La Plata - Se para o técnico Mano Menezes a Venezuela não era mais uma ''galinha morta'', para os torcedores a imagem que a Vinotinto passa é a mesma de sempre: de saco de pancadas. Nas arquibancadas do Estádio Ciudad de La Plata, otimismo dos brasileiros era do tamanho do favoritismo do time de Mano.
Apesar da imensa presença de venezuelanos, os brasileiros eram, obviamente maioria. Entre eles, um grupo de paranaenses, que excursiona pela capital portenha. Composto por um botafoguense, uma corintiana e quatro coxa-brancas, a expectativa era de uma goleada brasileira. ''O Brasil vai ganhar sem dificuldades. Vai ser 5 a 1'', afirmou o corretor de imóveis curitibano, Nelson Waltnick, 50 anos. ''O Brasil vai ganhar sim. Pelo menos de uns 3 gols'', completou o empresário de Curitiba, Wilson Kim, 46 anos, que pela primeira vez assistia à um jogo da Seleção.
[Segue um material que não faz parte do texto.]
use bevy::prelude::*;

use crate::combat::components::HitSet;

/// Convert a 2D vector to a 3D vector on the XZ plane (Y=0).
/// Used for movement on the ground plane in 3D space.
#[inline]
pub fn to_xz(v: Vec2) -> Vec3 {
    Vec3::new(v.x, 0.0, v.y)
}

/// Extract XZ coordinates from a 3D position as a Vec2.
/// Used to get ground-plane position for distance calculations.
#[inline]
pub fn from_xz(v: Vec3) -> Vec2 {
    Vec2::new(v.x, v.z)
}

/// Zero the vertical component and normalize.
#[inline]
pub fn flatten(v: Vec3) -> Vec3 {
    Vec3::new(v.x, 0.0, v.z).normalize_or_zero()
}

/// Step `current` toward `target` by at most `max_delta`.
pub fn move_towards(current: Vec3, target: Vec3, max_delta: f32) -> Vec3 {
    let delta = target - current;
    let distance = delta.length();
    if distance <= max_delta || distance == 0.0 {
        return target;
    }
    current + delta / distance * max_delta
}

/// Payload of an in-progress dash.
#[derive(Debug, Clone)]
pub struct DashMotion {
    pub elapsed: f32,
    /// Captured once when the dash starts.
    pub direction: Vec3,
    pub hits: HitSet,
}

impl DashMotion {
    pub fn new(direction: Vec3) -> Self {
        Self {
            elapsed: 0.0,
            direction: flatten(direction),
            hits: HitSet::default(),
        }
    }
}

/// Forced, decaying displacement away from a hit.
/// Speed falls linearly from `power` to zero over `duration`.
#[derive(Debug, Clone, PartialEq)]
pub struct Knockback {
    direction: Vec3,
    power: f32,
    duration: f32,
    elapsed: f32,
}

impl Knockback {
    pub fn new(direction: Vec3, power: f32, duration: f32) -> Self {
        Self {
            direction: flatten(direction),
            power,
            duration,
            elapsed: 0.0,
        }
    }

    pub fn direction(&self) -> Vec3 {
        self.direction
    }

    pub fn power(&self) -> f32 {
        self.power
    }

    pub fn elapsed(&self) -> f32 {
        self.elapsed
    }

    /// Current push speed (ease-out).
    pub fn speed(&self) -> f32 {
        if self.duration <= 0.0 {
            return 0.0;
        }
        self.power * (1.0 - self.elapsed / self.duration).max(0.0)
    }

    /// Displacement for this slice, then advance the clock.
    pub fn step(&mut self, delta_secs: f32) -> Vec3 {
        let displacement = self.direction * self.speed() * delta_secs;
        self.elapsed += delta_secs;
        displacement
    }

    pub fn is_finished(&self) -> bool {
        self.elapsed >= self.duration
    }
}

/// Mutually exclusive motion states. Exactly one is active per actor and it
/// only changes through an explicit trigger.
#[derive(Component, Debug, Clone, Default)]
pub enum MotionState {
    #[default]
    Idle,
    Moving(Vec3),
    Dashing(DashMotion),
    Knockback(Knockback),
    Dead,
}

impl MotionState {
    /// Normal movement, attacks and dash input are only honoured in Idle/Moving.
    pub fn accepts_input(&self) -> bool {
        matches!(self, MotionState::Idle | MotionState::Moving(_))
    }

    pub fn is_dashing(&self) -> bool {
        matches!(self, MotionState::Dashing(_))
    }

    pub fn is_knocked_back(&self) -> bool {
        matches!(self, MotionState::Knockback(_))
    }

    pub fn is_dead(&self) -> bool {
        matches!(self, MotionState::Dead)
    }
}

/// How hard this actor gets pushed when hit.
#[derive(Component, Debug, Clone, Copy, PartialEq)]
pub struct KnockbackSettings {
    pub power: f32,
    pub duration: f32,
}

impl KnockbackSettings {
    pub fn enemy() -> Self {
        Self {
            power: 5.0,
            duration: 0.25,
        }
    }

    pub fn player() -> Self {
        Self {
            power: 8.0,
            duration: 0.2,
        }
    }
}

/// Ground-plane direction the actor faces. Dashes and attacks launch along it.
#[derive(Component, Debug, Clone, Copy, PartialEq)]
pub struct Facing(pub Vec3);

impl Facing {
    pub fn direction(&self) -> Vec3 {
        self.0
    }

    /// Turn toward `direction` if it has a ground-plane component.
    pub fn look(&mut self, direction: Vec3) {
        let flat = flatten(direction);
        if flat != Vec3::ZERO {
            self.0 = flat;
        }
    }
}

impl Default for Facing {
    fn default() -> Self {
        Self(Vec3::NEG_Z)
    }
}

/// Smoothed velocity for input-driven movement.
#[derive(Component, Debug, Clone, Copy, PartialEq)]
pub struct Locomotion {
    pub velocity: Vec3,
    /// Rate toward the target velocity while input is held
    pub acceleration: f32,
    /// Rate toward rest once input is released
    pub deceleration: f32,
}

impl Default for Locomotion {
    fn default() -> Self {
        Self {
            velocity: Vec3::ZERO,
            acceleration: 25.0,
            deceleration: 35.0,
        }
    }
}
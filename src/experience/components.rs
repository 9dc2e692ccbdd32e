use bevy::prelude::*;

use crate::game::config::{ConfigError, Result};

/// Player level and experience toward the next level.
///
/// After every `add_experience` call `experience < experience_to_next`;
/// the threshold grows by `growth` on each level-up and always increases.
#[derive(Component, Debug, Clone, PartialEq)]
pub struct LevelProgress {
    level: u32,
    experience: u32,
    experience_to_next: u32,
    growth: f32,
}

impl LevelProgress {
    pub fn new(experience_to_next: u32, growth: f32) -> Result<Self> {
        if experience_to_next == 0 {
            return Err(ConfigError::ExperienceThreshold);
        }
        if growth <= 1.0 || growth.is_nan() {
            return Err(ConfigError::LevelGrowth(growth));
        }
        Ok(Self {
            level: 1,
            experience: 0,
            experience_to_next,
            growth,
        })
    }

    pub fn level(&self) -> u32 {
        self.level
    }

    pub fn experience(&self) -> u32 {
        self.experience
    }

    pub fn experience_to_next(&self) -> u32 {
        self.experience_to_next
    }

    /// Progress through the current level (0.0 to 1.0) for a XP bar
    pub fn fraction(&self) -> f32 {
        self.experience as f32 / self.experience_to_next as f32
    }

    /// Add experience and roll over into as many levels as it covers.
    /// Returns the number of levels gained.
    pub fn add_experience(&mut self, amount: u32) -> u32 {
        self.experience = self.experience.saturating_add(amount);
        let mut levels_gained = 0;

        while self.experience >= self.experience_to_next {
            self.experience -= self.experience_to_next;
            self.level += 1;
            levels_gained += 1;
            self.experience_to_next = self.next_threshold();
        }

        levels_gained
    }

    fn next_threshold(&self) -> u32 {
        let grown = (self.experience_to_next as f32 * self.growth).round_ties_even();
        let grown = if grown >= u32::MAX as f32 {
            u32::MAX
        } else {
            grown as u32
        };
        grown.max(self.experience_to_next.saturating_add(1))
    }
}

impl Default for LevelProgress {
    fn default() -> Self {
        Self {
            level: 1,
            experience: 0,
            experience_to_next: 100,
            growth: 1.2,
        }
    }
}

/// A dropped experience pickup. Sits still until the player comes within the
/// magnet radius, then homes in on them.
#[derive(Component, Debug, Clone, PartialEq)]
pub struct ExperienceGem {
    pub amount: u32,
    pub magnetized: bool,
    pub speed: f32,
    pub direction: Vec3,
}

impl ExperienceGem {
    pub fn new(amount: u32) -> Self {
        Self {
            amount,
            magnetized: false,
            speed: 0.0,
            direction: Vec3::ZERO,
        }
    }

    /// Start homing from `initial_speed` along `direction`.
    pub fn magnetize(&mut self, initial_speed: f32, direction: Vec3) {
        self.magnetized = true;
        self.speed = initial_speed;
        self.direction = direction;
    }
}
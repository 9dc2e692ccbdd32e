use bevy::prelude::*;

/// Message fired once when an enemy starts its death sequence
#[derive(Message, Debug, Clone, PartialEq)]
pub struct EnemyDiedEvent {
    pub entity: Entity,
    pub position: Vec3,
}

/// Message fired for each loot roll that succeeded
#[derive(Message, Debug, Clone, PartialEq)]
pub struct LootDropEvent {
    pub position: Vec3,
    /// Experience carried by the dropped gem
    pub experience: u32,
}

/// Event fired when the game ends (player death)
#[derive(Message, Debug, Clone, PartialEq)]
pub struct GameOverEvent {
    pub position: Vec3,
    pub survival_time: f32,
}

#[cfg(test)]
mod tests {
    use super::*;
    use bevy::app::App;

    #[test]
    fn test_game_over_event_creation() {
        let event = GameOverEvent {
            position: Vec3::ZERO,
            survival_time: 120.5,
        };
        assert_eq!(event.survival_time, 120.5);
    }

    #[test]
    fn test_game_over_event_can_be_registered() {
        let mut app = App::new();
        app.add_message::<GameOverEvent>();
        // Should not panic
        app.update();
    }

    #[test]
    fn test_loot_drop_event_can_be_registered() {
        let mut app = App::new();
        app.add_message::<LootDropEvent>();
        app.world_mut().write_message(LootDropEvent {
            position: Vec3::Y,
            experience: 10,
        });
        app.update();
    }
}
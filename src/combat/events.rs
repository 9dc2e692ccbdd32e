use bevy::prelude::*;

use super::components::ActorKind;

/// Request to damage an actor. Resolved by `apply_damage_system`.
#[derive(Message, Debug, Clone)]
pub struct DamageEvent {
    /// The entity that should take damage
    pub target: Entity,
    /// Raw damage before defense
    pub amount: f32,
    /// Entity that dealt the damage (if any)
    pub source: Option<Entity>,
    /// Where the blow came from; knockback pushes away from this point
    pub source_position: Vec3,
}

impl DamageEvent {
    pub fn new(target: Entity, amount: f32, source_position: Vec3) -> Self {
        Self {
            target,
            amount,
            source: None,
            source_position,
        }
    }

    pub fn with_source(target: Entity, amount: f32, source: Entity, source_position: Vec3) -> Self {
        Self {
            target,
            amount,
            source: Some(source),
            source_position,
        }
    }
}

/// Fired for every damage request that actually landed.
#[derive(Message, Debug, Clone, PartialEq)]
pub struct HitEvent {
    pub target: Entity,
    /// Damage after defense and floor
    pub amount: f32,
    pub died: bool,
}

/// Fired exactly once when an actor's health reaches zero.
#[derive(Message, Debug, Clone)]
pub struct DeathEvent {
    /// The entity that died
    pub entity: Entity,
    /// Position where the entity died
    pub position: Vec3,
    pub kind: ActorKind,
}

impl DeathEvent {
    pub fn new(entity: Entity, position: Vec3, kind: ActorKind) -> Self {
        Self {
            entity,
            position,
            kind,
        }
    }
}

/// Camera shake request. Fire-and-forget; whoever owns the camera listens.
#[derive(Message, Debug, Clone, Copy, PartialEq)]
pub struct CameraShakeEvent {
    pub duration: f32,
    pub magnitude: f32,
}

#[cfg(test)]
mod tests {
    use super::*;

    #[test]
    fn test_damage_event_new() {
        let mut world = World::new();
        let target = world.spawn_empty().id();
        let event = DamageEvent::new(target, 25.0, Vec3::X);

        assert_eq!(event.target, target);
        assert_eq!(event.amount, 25.0);
        assert!(event.source.is_none());
        assert_eq!(event.source_position, Vec3::X);
    }

    #[test]
    fn test_damage_event_with_source() {
        let mut world = World::new();
        let target = world.spawn_empty().id();
        let source = world.spawn_empty().id();
        let event = DamageEvent::with_source(target, 50.0, source, Vec3::Z);

        assert_eq!(event.source, Some(source));
        assert_eq!(event.source_position, Vec3::Z);
    }

    #[test]
    fn test_death_event_new() {
        let mut world = World::new();
        let entity = world.spawn_empty().id();
        let event = DeathEvent::new(entity, Vec3::new(1.0, 0.0, 2.0), ActorKind::Enemy);

        assert_eq!(event.entity, entity);
        assert_eq!(event.position, Vec3::new(1.0, 0.0, 2.0));
        assert_eq!(event.kind, ActorKind::Enemy);
    }
}
pub mod components;
pub mod plugin;
pub mod systems;

pub use components::{
    Arsenal, AxeSettings, BeamSettings, DamageBeam, SlashAttack, SlashSettings, ThrownAxe,
    WeaponKind, WeaponSlot,
};
pub use plugin::plugin;
pub use bevy::prelude::*;
pub use crate::states::*;

// Re-export components
pub use crate::camera::components::*;
pub use crate::combat::components::*;
pub use crate::enemies::components::*;
pub use crate::enemy_death::components::*;
pub use crate::experience::components::*;
pub use crate::movement::components::*;
pub use crate::player::components::*;
pub use crate::weapons::components::*;

// Re-export messages and resources
pub use crate::combat::events::*;
pub use crate::experience::events::*;
pub use crate::experience::resources::*;
pub use crate::game::events::*;
pub use crate::game::resources::*;
pub use crate::movement::events::*;
pub use crate::player::events::*;
pub use crate::waves::events::*;
pub use crate::waves::resources::*;

pub use crate::game::config::ConfigError;
pub use crate::game::sets::GameSet;
pub use crate::rng::GameRng;
pub use crate::timing::Cooldown;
O frio não foi empecilho para eles, acostumados à gelada capital paranaense. A enfermeira Ana Cunha Afonso, 45 anos, não se importou em desviar o caminho dos passeios para ver a estreia do Brasil. Perguntada se preferia estar em Puerto Madero, tradicional local de bons restaurantes e boa música em Buenos Aires, a ir ao jogo com o marido, ela não titubeou na resposta. ''Prefiro o jogo. Adoro futebol. Vou ao estádio desde os meus 3 anos de idade'', afirmou.
Já um outro grupo de turistas batia o queixo. Eles saíram de Araguaína, no Tocantis, para ver a Seleção. Trouxeram até uma faixa com a foto do astro Mick Jagger, maior pé-frio da última Copa do Mundo, com a camisa da seleção de Messi. ''Mick Jagger é mais Argentina'', dizia o cartaz.
Os brasileiros que moram na capital portenha também foram apoiar o Brasil e matar um pouco da saudade. É o caso do economista Márcio Perez, 27 anos, que há cinco anos mora em Buenos Aires. ''Viemos prestigiar a seleção, mas ela não pode fazer como a Argentina'', disse, lembrando o tropeço dos hermanos diante da Bolívia, na sexta-feira. Parecia prever o pior.